The pair were honoured at a virtual ceremony on Tuesday afternoon, after speaking passionately about their experiences of racism during their careers, amid the resurgence of the Black Lives Matter movement in the wake of the death of George Floyd in Minneapolis.

One particular segment on Sky Sports, screened during the first Test against West Indies at the Ageas Bowl in July, went viral on social media as Rainford-Brent gave an emotional account of how she was “drip-fed” racist comments during her playing days.

Holding, who claimed 249 Test wickets as one of the most feared fast bowlers of his generation, spoke out about racial “brain-washing” in a powerful live segment during a rain delay, and later broke down in tears during an appearance on Sky News, as he recounted the racism experienced by his parents.

In a memorable monologue, he cited the case of the black scientist, Lewis Howard Latimer, whose perfection of the carbon filament used in light bulbs was revolutionary, but is virtually unknown compared to the involvement of white inventor, Thomas Edison.

“Everything should be taught,” he said. “In my school days, I was never taught anything good about black people and you cannot have a society that is brought up like that where you only teach what is convenient to the teacher.

“History is written by the conqueror, not those that are conquered. History is written by the people who do the harm, not by the people who are harmed. We need to go back and teach both sides of history.

“Until we do that and educate the entire human race, this thing will not stop. We need to teach and re-educate, as a lot of black people in this world are growing up believing that they are lesser than other people and that cannot be right.”

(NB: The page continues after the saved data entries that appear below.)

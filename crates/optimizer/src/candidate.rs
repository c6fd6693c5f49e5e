//! Candidates: one formula per decision point, plus a running score.

use crate::decision::{DecisionPoint, Decisions};
use gramforge_formula::{EvalError, EvolutionStrategy, FeatureOracle, Formula, FormulaError, GenContext};
use std::cmp::Ordering;
use std::collections::btree_map::Entry;
use std::collections::{BTreeMap, BTreeSet};
use std::fmt;

/// A (possibly partial) assignment of formulas to decision points.
///
/// Equality and ordering are structural: entry count first, then the
/// `(point, formula)` pairs in point order. `score` and `count` do not take
/// part, so a candidate keeps its identity while its score moves.
#[derive(Debug, Clone, Default)]
pub struct Candidate {
    formulas: BTreeMap<DecisionPoint, Formula>,
    /// Running mean of observed fitness.
    pub score: f64,
    /// Observations folded into `score`.
    pub count: u32,
}

impl Candidate {
    pub fn new() -> Self {
        Self::default()
    }

    pub fn with_formulas(formulas: BTreeMap<DecisionPoint, Formula>) -> Self {
        Self {
            formulas,
            score: 0.0,
            count: 0,
        }
    }

    pub fn len(&self) -> usize {
        self.formulas.len()
    }

    pub fn is_empty(&self) -> bool {
        self.formulas.is_empty()
    }

    pub fn get(&self, point: &DecisionPoint) -> Option<&Formula> {
        self.formulas.get(point)
    }

    pub fn formulas(&self) -> impl Iterator<Item = (&DecisionPoint, &Formula)> {
        self.formulas.iter()
    }

    /// Insert or replace the formula for `point`.
    pub fn insert(&mut self, point: DecisionPoint, formula: Formula) -> Result<(), FormulaError> {
        if formula.ty() != point.ty() {
            return Err(FormulaError::TypeMismatch {
                expected: point.ty(),
                actual: formula.ty(),
            });
        }
        // A map insert keeps the old key, and with it the old type.
        self.formulas.remove(&point);
        self.formulas.insert(point, formula);
        Ok(())
    }

    /// Whether every point in `points` has a formula.
    pub fn is_complete(&self, points: &BTreeSet<DecisionPoint>) -> bool {
        points.iter().all(|point| self.formulas.contains_key(point))
    }

    /// Fold one more fitness observation into the running mean.
    pub fn observe(&mut self, fitness: f64) {
        let count = f64::from(self.count);
        self.score = (count * self.score + fitness) / (count + 1.0);
        self.count += 1;
    }

    /// Evolve `round(rate * len)` distinct entries, each drawn uniformly
    /// without replacement, then simplify each evolved formula. Returns the
    /// number of entries evolved; any change resets the running score.
    pub fn evolve(
        &mut self,
        rate: f64,
        strategy: &mut dyn EvolutionStrategy,
        ctx: &mut GenContext<'_>,
    ) -> Result<usize, FormulaError> {
        let len = self.formulas.len();
        let quantity = ((rate.clamp(0.0, 1.0) * len as f64).round() as usize).min(len);
        if quantity == 0 {
            return Ok(0);
        }

        // Partial Fisher-Yates: the first `quantity` slots are the draw.
        let mut order: Vec<usize> = (0..len).collect();
        for i in 0..quantity {
            let j = ctx.rng.usize(i..len);
            order.swap(i, j);
        }
        let chosen: BTreeSet<usize> = order[..quantity].iter().copied().collect();

        for (_, formula) in self
            .formulas
            .iter_mut()
            .enumerate()
            .filter(|(index, _)| chosen.contains(index))
            .map(|(_, entry)| entry)
        {
            formula.evolve(0, strategy, ctx)?;
            formula.simplify();
        }

        self.score = 0.0;
        self.count = 0;
        Ok(quantity)
    }

    /// Generate and simplify a formula for every point not yet present.
    /// Returns the number of entries added.
    pub fn generate_missing(
        &mut self,
        points: &BTreeSet<DecisionPoint>,
        ctx: &mut GenContext<'_>,
    ) -> Result<usize, FormulaError> {
        let mut added = 0;
        for point in points {
            if let Entry::Vacant(slot) = self.formulas.entry(point.clone()) {
                let mut formula = ctx.generate(point.ty())?;
                formula.simplify();
                slot.insert(formula);
                added += 1;
            }
        }
        if added > 0 {
            self.score = 0.0;
            self.count = 0;
        }
        Ok(added)
    }

    /// Drop entries whose point is no longer active or whose active point
    /// now carries a different type. `generate_missing` refills the latter.
    pub fn retain_points(&mut self, points: &BTreeSet<DecisionPoint>) -> usize {
        let before = self.formulas.len();
        self.formulas.retain(|point, formula| match points.get(point) {
            Some(active) => active.ty() == point.ty() && formula.ty() == active.ty(),
            None => false,
        });
        before - self.formulas.len()
    }

    /// Evaluate every formula against the program's features.
    pub fn decide(&self, features: &dyn FeatureOracle) -> Result<Decisions, EvalError> {
        let mut decisions = Decisions::new();
        for (point, formula) in &self.formulas {
            decisions.insert(point.name(), formula.solve(features)?);
        }
        Ok(decisions)
    }
}

impl Ord for Candidate {
    fn cmp(&self, other: &Self) -> Ordering {
        self.formulas
            .len()
            .cmp(&other.formulas.len())
            .then_with(|| self.formulas.iter().cmp(other.formulas.iter()))
    }
}

impl PartialOrd for Candidate {
    fn partial_cmp(&self, other: &Self) -> Option<Ordering> {
        Some(self.cmp(other))
    }
}

impl PartialEq for Candidate {
    fn eq(&self, other: &Self) -> bool {
        self.cmp(other) == Ordering::Equal
    }
}

impl Eq for Candidate {}

impl fmt::Display for Candidate {
    fn fmt(&self, f: &mut fmt::Formatter<'_>) -> fmt::Result {
        writeln!(f, "score={:.4} count={}", self.score, self.count)?;
        for (point, formula) in &self.formulas {
            writeln!(f, "  {} = {}", point.name(), formula)?;
        }
        Ok(())
    }
}
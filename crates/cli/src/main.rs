//! Command-line entry point for gramforge.

use anyhow::Result;
use clap::Parser;
use gramforge_search::cli::{run_cli, Cli};

fn main() -> Result<()> {
    let cli = Cli::parse();
    run_cli(cli)
}
//! Compile+measure oracles and the fault barriers around them.
//!
//! The search never runs an external compile step directly inside its own
//! control flow: [`CommandOracle`] runs it in a child process and
//! [`Isolated`] moves an in-process oracle onto its own thread. Both bound
//! every evaluation with a timeout.

use gramforge_optimizer::Decisions;
use std::any::Any;
use std::io::{Read, Write};
use std::panic::{self, AssertUnwindSafe};
use std::process::{Child, Command, ExitStatus, Stdio};
use std::sync::atomic::{AtomicUsize, Ordering};
use std::sync::mpsc::{self, RecvTimeoutError};
use std::sync::Arc;
use std::thread::{self, JoinHandle};
use std::time::{Duration, Instant};
use thiserror::Error;
use tracing::{debug, warn};

const POLL_INTERVAL: Duration = Duration::from_millis(5);
const DEFAULT_MAX_RUNNING: usize = 256;

#[derive(Debug, Clone, PartialEq, Error)]
pub enum OracleError {
    #[error("compilation failed: {0}")]
    Compile(String),
    #[error("measurement failed: {0}")]
    Measure(String),
    #[error("degenerate cost {0}")]
    DegenerateCost(f64),
    #[error("evaluation timed out after {0:?}")]
    Timeout(Duration),
    #[error("evaluation crashed: {0}")]
    Crashed(String),
    #[error("io error: {0}")]
    Io(String),
    #[error("{0} oracle calls still running, refusing to start another")]
    Saturated(usize),
}

/// Applies decisions to the program under search and measures the result.
///
/// Costs are lower-is-better; the search turns them into a speed-up
/// against [`CompileOracle::baseline_cost`].
pub trait CompileOracle: Send + Sync {
    type Artifact;

    /// Cost of the program compiled without any searched decision.
    fn baseline_cost(&self) -> Result<f64, OracleError>;

    fn compile(&self, decisions: &Decisions) -> Result<Self::Artifact, OracleError>;

    fn measure(&self, artifact: &Self::Artifact) -> Result<f64, OracleError>;

    fn compile_and_measure(&self, decisions: &Decisions) -> Result<f64, OracleError> {
        let artifact = self.compile(decisions)?;
        self.measure(&artifact)
    }
}

/// Runs each call of an in-process oracle on a dedicated thread and stops
/// waiting for it after `timeout`. Panics surface as
/// [`OracleError::Crashed`].
///
/// A timed-out worker thread is abandoned, not killed; oracles that can hang
/// forever belong in a [`CommandOracle`]. Once `max_running` calls are still
/// in flight, further calls fail with [`OracleError::Saturated`] instead of
/// spawning more threads.
pub struct Isolated<O> {
    inner: Arc<O>,
    timeout: Duration,
    running: Arc<AtomicUsize>,
    max_running: usize,
}

/// Counts one live worker thread until dropped.
struct RunningGuard(Arc<AtomicUsize>);

impl Drop for RunningGuard {
    fn drop(&mut self) {
        self.0.fetch_sub(1, Ordering::SeqCst);
    }
}

impl<O: CompileOracle + 'static> Isolated<O> {
    pub fn new(oracle: O, timeout: Duration) -> Self {
        Self {
            inner: Arc::new(oracle),
            timeout,
            running: Arc::new(AtomicUsize::new(0)),
            max_running: DEFAULT_MAX_RUNNING,
        }
    }

    pub fn with_max_running(mut self, max_running: usize) -> Self {
        self.max_running = max_running.max(1);
        self
    }

    pub fn inner(&self) -> &O {
        &self.inner
    }

    /// Worker threads that have not finished yet, abandoned ones included.
    pub fn running(&self) -> usize {
        self.running.load(Ordering::SeqCst)
    }

    fn run<T, F>(&self, job: F) -> Result<T, OracleError>
    where
        T: Send + 'static,
        F: FnOnce(&O) -> Result<T, OracleError> + Send + 'static,
    {
        let running = self.running.fetch_add(1, Ordering::SeqCst);
        let guard = RunningGuard(Arc::clone(&self.running));
        if running >= self.max_running {
            return Err(OracleError::Saturated(running));
        }

        let oracle = Arc::clone(&self.inner);
        let (sender, receiver) = mpsc::channel();
        thread::Builder::new()
            .name("gramforge-oracle".into())
            .spawn(move || {
                let _guard = guard;
                let result = panic::catch_unwind(AssertUnwindSafe(|| job(&oracle)));
                let _ = sender.send(result);
            })
            .map_err(|err| OracleError::Io(err.to_string()))?;

        match receiver.recv_timeout(self.timeout) {
            Ok(Ok(result)) => result,
            Ok(Err(payload)) => Err(OracleError::Crashed(panic_message(payload.as_ref()))),
            Err(RecvTimeoutError::Timeout) => {
                warn!(
                    timeout = ?self.timeout,
                    running = self.running(),
                    "oracle call timed out, abandoning its thread"
                );
                Err(OracleError::Timeout(self.timeout))
            }
            Err(RecvTimeoutError::Disconnected) => {
                Err(OracleError::Crashed("oracle thread exited without a result".into()))
            }
        }
    }
}

impl<O: CompileOracle + 'static> CompileOracle for Isolated<O> {
    /// The measured cost; compile and measure both run behind the barrier.
    type Artifact = f64;

    fn baseline_cost(&self) -> Result<f64, OracleError> {
        self.run(|oracle| oracle.baseline_cost())
    }

    fn compile(&self, decisions: &Decisions) -> Result<f64, OracleError> {
        let decisions = decisions.clone();
        self.run(move |oracle| oracle.compile_and_measure(&decisions))
    }

    fn measure(&self, cost: &f64) -> Result<f64, OracleError> {
        Ok(*cost)
    }
}

fn panic_message(payload: &(dyn Any + Send)) -> String {
    if let Some(message) = payload.downcast_ref::<&str>() {
        (*message).to_string()
    } else if let Some(message) = payload.downcast_ref::<String>() {
        message.clone()
    } else {
        "oracle panicked".into()
    }
}

/// What a finished compile-step process printed.
#[derive(Debug, Clone)]
pub struct CommandOutput {
    pub stdout: String,
    pub stderr: String,
}

/// Runs an external command once per evaluation.
///
/// The command receives `{"decisions": {...}}` on stdin and reports the
/// measured cost as the last non-empty line of its stdout. A non-zero exit
/// is a compile failure. The baseline is the same command run with no
/// decisions.
#[derive(Debug, Clone)]
pub struct CommandOracle {
    program: String,
    args: Vec<String>,
    timeout: Duration,
}

impl CommandOracle {
    pub fn new(program: impl Into<String>, args: Vec<String>, timeout: Duration) -> Self {
        Self {
            program: program.into(),
            args,
            timeout,
        }
    }

    /// Build from a full command line, program first.
    pub fn from_command_line(command: &[String], timeout: Duration) -> Option<Self> {
        let (program, args) = command.split_first()?;
        Some(Self::new(program.clone(), args.to_vec(), timeout))
    }

    pub fn program(&self) -> &str {
        &self.program
    }

    fn spawn(&self) -> Result<Child, OracleError> {
        Command::new(&self.program)
            .args(&self.args)
            .stdin(Stdio::piped())
            .stdout(Stdio::piped())
            .stderr(Stdio::piped())
            .spawn()
            .map_err(|err| OracleError::Io(format!("spawning {}: {}", self.program, err)))
    }

    fn wait(&self, child: &mut Child) -> Result<ExitStatus, OracleError> {
        let deadline = Instant::now() + self.timeout;
        loop {
            match child.try_wait() {
                Ok(Some(status)) => return Ok(status),
                Ok(None) if Instant::now() >= deadline => {
                    let _ = child.kill();
                    let _ = child.wait();
                    return Err(OracleError::Timeout(self.timeout));
                }
                Ok(None) => thread::sleep(POLL_INTERVAL),
                Err(err) => return Err(OracleError::Io(err.to_string())),
            }
        }
    }
}

fn drain<R: Read + Send + 'static>(source: Option<R>) -> Option<JoinHandle<String>> {
    source.map(|mut source| {
        thread::spawn(move || {
            let mut buffer = String::new();
            let _ = source.read_to_string(&mut buffer);
            buffer
        })
    })
}

fn collect(handle: Option<JoinHandle<String>>) -> String {
    handle
        .and_then(|handle| handle.join().ok())
        .unwrap_or_default()
}

impl CompileOracle for CommandOracle {
    type Artifact = CommandOutput;

    fn baseline_cost(&self) -> Result<f64, OracleError> {
        self.compile_and_measure(&Decisions::new())
    }

    fn compile(&self, decisions: &Decisions) -> Result<CommandOutput, OracleError> {
        let payload = serde_json::to_vec(&serde_json::json!({ "decisions": decisions }))
            .map_err(|err| OracleError::Io(err.to_string()))?;

        let mut child = self.spawn()?;
        let stdout = drain(child.stdout.take());
        let stderr = drain(child.stderr.take());
        // Fed off-thread; the child may read it late or never.
        let stdin = child.stdin.take().map(|mut stdin| {
            thread::spawn(move || {
                let _ = stdin.write_all(&payload);
            })
        });

        let status = self.wait(&mut child)?;
        if let Some(writer) = stdin {
            let _ = writer.join();
        }
        let output = CommandOutput {
            stdout: collect(stdout),
            stderr: collect(stderr),
        };
        debug!(program = %self.program, status = %status, "compile step finished");

        if !status.success() {
            let detail = output.stderr.lines().last().unwrap_or("").trim().to_string();
            return Err(OracleError::Compile(format!("{} ({})", status, detail)));
        }
        Ok(output)
    }

    fn measure(&self, output: &CommandOutput) -> Result<f64, OracleError> {
        let line = output
            .stdout
            .lines()
            .map(str::trim)
            .filter(|line| !line.is_empty())
            .last()
            .ok_or_else(|| OracleError::Measure("no cost printed on stdout".into()))?;
        line.parse::<f64>()
            .map_err(|_| OracleError::Measure(format!("cannot parse cost from {:?}", line)))
    }
}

William Russell, the Lord Mayor of the City of London, said: “It is entirely right to call out prejudice in all its forms, and Ebony and Michael have taken a courageous stand in speaking out against racism in this country. The granting of the Freedom of the City of London recognises how they have added their voices to the growing global movement to stamp out racism.”

Rainford-Brent, who was the first black woman to play for England, featured in 22 ODIs and seven T20Is between 2001 and 2010.

She is now the director of Women’s Cricket at Surrey, and earlier this year launched the African Caribbean Engagement Programme (ACE) with Surrey to offer opportunities in cricket to young Africa-Caribbean boys and girls aged 11 to 18.

The programme recently received £540,000 over a three-year period from Sport England, and will be established as an independent charity with Rainford-Brent to serve as its chair. Earlier this month, Jofra Archer and Chris Jordan were unveiled as ambassadors.